Two types of 5-hydroxytryptamine (5-HT) receptor, 5-HT1P and 5-HT3, have been identified physiologically on enteric neurons impaled by intracellular microelectrodes. Activation of 5-HT1P receptors evokes a long-lasting membrane depolarization associated with an increased input resistance, whereas stimulation of 5-HT3 receptors results in a brief depolarization during which the input resistance falls. Slow excitatory postsynaptic potentials (EPSPs) in myenteric type II-hyperpolarizing afterpotential (AH) neurons have been demonstrated to be mediated by 5-HT1P receptors. The current experiments were done to determine whether the substituted benzamide, BRL 24924, is a specific antagonist at 5-HT1P receptors and can be used as a probe to investigate the role played by serotoninergic neurons in the control of gastrointestinal motility. Intracellular microelectrodes were used to analyze the effects of BRL 24924 on guinea pig myenteric neurons.
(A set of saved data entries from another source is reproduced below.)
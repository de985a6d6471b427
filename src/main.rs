//! calgate binary entry point

use calgate::{AppState, config};
use tracing_subscriber::{layer::SubscriberExt, util::SubscriberInitExt};

/// Application entry point
///
/// # Setup
/// 1. Load configuration from file and environment
/// 2. Initialize tracing/logging
/// 3. Initialize AppState
/// 4. Build Axum router
/// 5. Start HTTP server
#[tokio::main]
async fn main() -> Result<(), Box<dyn std::error::Error>> {
    let config = config::AppConfig::load()?;

    // Explicit RUST_LOG wins over the configured level.
    let default_filter = format!("calgate={},tower_http=debug", config.logging.level);
    let filter = tracing_subscriber::EnvFilter::try_from_default_env()
        .unwrap_or_else(|_| default_filter.into());

    if config.logging.format == "json" {
        tracing_subscriber::registry()
            .with(filter)
            .with(tracing_subscriber::fmt::layer().json())
            .init();
    } else {
        tracing_subscriber::registry()
            .with(filter)
            .with(tracing_subscriber::fmt::layer().pretty())
            .init();
    }

    tracing::info!(
        domain = %config.server.domain,
        protocol = %config.server.protocol,
        "Configuration loaded"
    );
    if !config.should_use_secure_cookies() {
        tracing::warn!(
            domain = %config.server.domain,
            protocol = %config.server.protocol,
            "Using insecure session cookies for local development"
        );
    }

    let state = AppState::new(config.clone())?;
    let app = calgate::build_router(state);

    let addr = format!("{}:{}", config.server.host, config.server.port);
    let listener = tokio::net::TcpListener::bind(&addr).await?;

    tracing::info!("Server listening on {}", addr);
    tracing::info!("Public URL: {}", config.server.base_url());

    axum::serve(listener, app).await?;

    Ok(())
}
//! calgate - authentication front door for a calendar web app
//!
//! # Architecture
//!
//! ```text
//! ┌─────────────────────────────────────────────────────────────┐
//! │                  Session Guard (middleware)                  │
//! │  - auth-token cookie presence                               │
//! │  - /auth ⇄ /calendar redirects                              │
//! └─────────────────────────────────────────────────────────────┘
//!                              │
//! ┌─────────────────────────────────────────────────────────────┐
//! │                      Routes (Axum)                           │
//! │  - Login / Google sign-in / logout                          │
//! │  - Calendar month view                                      │
//! └─────────────────────────────────────────────────────────────┘
//!                              │
//! ┌─────────────────────────────────────────────────────────────┐
//! │                 Auth Session Controller                      │
//! │  - Unauthenticated → Authenticating → Authenticated         │
//! └─────────────────────────────────────────────────────────────┘
//!                              │
//! ┌─────────────────────────────────────────────────────────────┐
//! │              Identity Provider (Firebase REST)               │
//! └─────────────────────────────────────────────────────────────┘
//! ```
//!
//! # Modules
//!
//! - `auth`: session guard, controller and auth routes
//! - `identity`: provider port and Firebase adapter
//! - `calendar`: protected calendar pages
//! - `pages`: HTML rendering
//! - `config`: Configuration management
//! - `error`: Error types

pub mod auth;
pub mod calendar;
pub mod config;
pub mod error;
pub mod identity;
pub mod metrics;
pub mod pages;

use std::sync::Arc;

use axum::{
    Router,
    http::{StatusCode, Uri, header},
    middleware,
    response::{IntoResponse, Redirect, Response},
    routing::get,
};
use prometheus::{Encoder, TextEncoder};

use identity::IdentityProvider;

/// Application state shared across all handlers
///
/// Cloned for each request. The credential itself lives in the `auth-token`
/// cookie; the registry owns each browser's in-progress `AuthSession`.
#[derive(Clone)]
pub struct AppState {
    /// Application configuration
    pub config: Arc<config::AppConfig>,

    /// External identity service
    pub identity: Arc<dyn IdentityProvider>,

    /// Auth sessions keyed by the browser's client id
    pub sessions: Arc<auth::SessionRegistry>,
}

impl AppState {
    /// Initialize application state with the Firebase adapter
    ///
    /// # Errors
    /// Returns error if the identity provider client cannot be built
    pub fn new(config: config::AppConfig) -> Result<Self, error::AppError> {
        tracing::info!("Initializing application state...");

        let identity = identity::FirebaseIdentityProvider::new(&config.identity)?;
        tracing::info!(
            endpoint = %config.identity.identity_toolkit_url,
            "Identity provider initialized"
        );

        Ok(Self::with_identity(config, Arc::new(identity)))
    }

    /// Build state around an arbitrary provider
    pub fn with_identity(config: config::AppConfig, identity: Arc<dyn IdentityProvider>) -> Self {
        let idle_timeout = std::time::Duration::from_secs(config.session.max_age.unsigned_abs());
        let sessions = auth::SessionRegistry::new(Arc::clone(&identity), idle_timeout);
        Self {
            config: Arc::new(config),
            identity,
            sessions: Arc::new(sessions),
        }
    }
}

/// Build the Axum router with all routes.
///
/// This is shared by the binary and integration tests to keep route
/// composition consistent across environments. The session guard wraps every
/// route, including the 404 fallback.
pub fn build_router(state: AppState) -> Router {
    use tower_http::{compression::CompressionLayer, trace::TraceLayer};

    metrics::init_metrics();

    Router::new()
        .route("/", get(|| async { Redirect::temporary(auth::LANDING_PATH) }))
        .route("/health", get(health_check))
        .route("/metrics", get(metrics_handler))
        .merge(auth::auth_router())
        .merge(calendar::calendar_router())
        .fallback(not_found)
        .layer(middleware::from_fn(auth::session_guard))
        .layer(CompressionLayer::new())
        .layer(TraceLayer::new_for_http())
        .with_state(state)
}

async fn health_check() -> &'static str {
    "OK"
}

/// Returns all metrics in Prometheus text format.
async fn metrics_handler() -> Response {
    let encoder = TextEncoder::new();
    let metric_families = metrics::REGISTRY.gather();

    match encoder.encode_to_string(&metric_families) {
        Ok(metrics_text) => (
            StatusCode::OK,
            [(header::CONTENT_TYPE, encoder.format_type().to_string())],
            metrics_text,
        )
            .into_response(),
        Err(e) => {
            tracing::error!(error = %e, "Failed to encode metrics");
            (StatusCode::INTERNAL_SERVER_ERROR, "Failed to encode metrics").into_response()
        }
    }
}

async fn not_found(uri: Uri) -> impl IntoResponse {
    tracing::warn!(path = %uri.path(), "User attempted to access non-existent route");
    (StatusCode::NOT_FOUND, pages::not_found_page())
}
/// Corner type classification from the segment test
#[derive(Clone, Copy, Debug, PartialEq, Eq)]
pub enum CornerType {
    Bright,
    Dark,
    None,
}

impl CornerType {
    pub fn is_corner(self) -> bool {
        !matches!(self, CornerType::None)
    }
}
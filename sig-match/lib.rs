//! Exhaustive nearest-neighbour matching of binary descriptors under
//! Hamming distance, with optional mutual (cross-check) agreement.

use std::convert::Infallible;

use rayon::prelude::*;
use sig_core::{Descriptor, DescriptorMatcher, Match, hamming_distance};

/// Index and distance of the closest descriptor in `train`; the lowest
/// index wins ties. `None` when `train` is empty.
pub fn nearest_neighbor(query: &Descriptor, train: &[Descriptor]) -> Option<(usize, u32)> {
    let mut best: Option<(usize, u32)> = None;
    for (idx, candidate) in train.iter().enumerate() {
        let distance = hamming_distance(query, candidate);
        match best {
            Some((_, best_distance)) if distance >= best_distance => {}
            _ => {
                best = Some((idx, distance));
                if distance == 0 {
                    break;
                }
            }
        }
    }
    best
}

/// Brute-force Hamming matcher
#[derive(Debug, Clone, Copy, Default)]
pub struct BruteForceMatcher;

impl BruteForceMatcher {
    pub fn new() -> Self {
        Self
    }

    /// Match every reference descriptor to its nearest test descriptor.
    /// With `cross_check`, keep only pairs that are each other's nearest
    /// neighbour. Output is ordered by reference index.
    pub fn match_all(&self, reference: &[Descriptor], test: &[Descriptor], cross_check: bool) -> Vec<Match> {
        if reference.is_empty() || test.is_empty() {
            return Vec::new();
        }

        let forward: Vec<(usize, u32)> = reference
            .par_iter()
            .filter_map(|query| nearest_neighbor(query, test))
            .collect();

        if !cross_check {
            return forward
                .into_iter()
                .enumerate()
                .map(|(reference_index, (test_index, distance))| Match {
                    reference_index,
                    test_index,
                    distance,
                })
                .collect();
        }

        let backward: Vec<usize> = test
            .par_iter()
            .filter_map(|query| nearest_neighbor(query, reference).map(|(idx, _)| idx))
            .collect();

        let matches: Vec<Match> = forward
            .into_iter()
            .enumerate()
            .filter(|&(reference_index, (test_index, _))| backward[test_index] == reference_index)
            .map(|(reference_index, (test_index, distance))| Match {
                reference_index,
                test_index,
                distance,
            })
            .collect();

        log::trace!(
            "cross-check kept {} of {} reference descriptors ({} test)",
            matches.len(),
            reference.len(),
            test.len()
        );
        matches
    }
}

impl DescriptorMatcher for BruteForceMatcher {
    type Error = Infallible;

    fn match_descriptors(
        &self,
        reference: &[Descriptor],
        test: &[Descriptor],
        cross_check: bool,
    ) -> Result<Vec<Match>, Infallible> {
        Ok(self.match_all(reference, test, cross_check))
    }
}
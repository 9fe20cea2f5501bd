//! Shared data model for signature verification: binary images, keypoints,
//! binary descriptors, matches, and the two collaborator capabilities the
//! verification pipeline consumes.

mod collaborator;
mod config;
mod error;
mod features;
mod image;

pub use collaborator::{DescriptorMatcher, FeatureExtractor};
pub use config::FeatureConfig;
pub use error::{CoreError, CoreResult};
pub use features::{DESCRIPTOR_BYTES, Descriptor, Features, Keypoint, Match, hamming_distance};
pub use image::BinaryImage;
Microejection of BRL 24924 mimicked neither the long-lasting nor the brief response to 5-HT; however, BRL 24924 (0.5-1.0 microM) reversibly antagonized both the long-lasting 5-HT1P receptor-mediated responses of myenteric neurons to 5-HT and 5-HT-mediated slow EPSPs. A greater than 10-fold higher concentration of BRL 24924 was required to reduce the short-lived responses mediated by 5-HT3 receptors. BRL 24924 did not affect the response of myenteric neurons to substance P. These results indicate that BRL 24924 is primarily a 5-HT1P antagonist. Unlike other 5-HT1P agonists or antagonists, BRL 24924 did not block the binding of 5-[3H]HT to 5-HT1P receptors. This observation suggests that specific antagonism of physiological responses to 5-HT by BRL 24924 may be the result of an action on the coupling of the 5-HT1P receptor to its effector mechanism. BRL 24924 (0.5-1 mg/kg) and another 5-HT1P antagonist, N-acetyl-5-hydroxytryptophyl-5-hydroxytryptophan amide (5 mg/kg), significantly increased the rate of emptying of a 51Cr-labeled liquid meal from the murine stomach. In contrast, the 5-HT3 antagonist, ICS 205-930 (0.1-0.5 mg/kg), did not affect the rate of gastric emptying. These observations are consistent with the hypothesis that intrinsic inhibitory neurons of the murine stomach are activated by serotoninergic axons acting through 5-HT1P receptors. Antagonism of an excitatory drive to neurons in a relaxant pathway may thus explain the gastrokinetic effects of BRL 24924.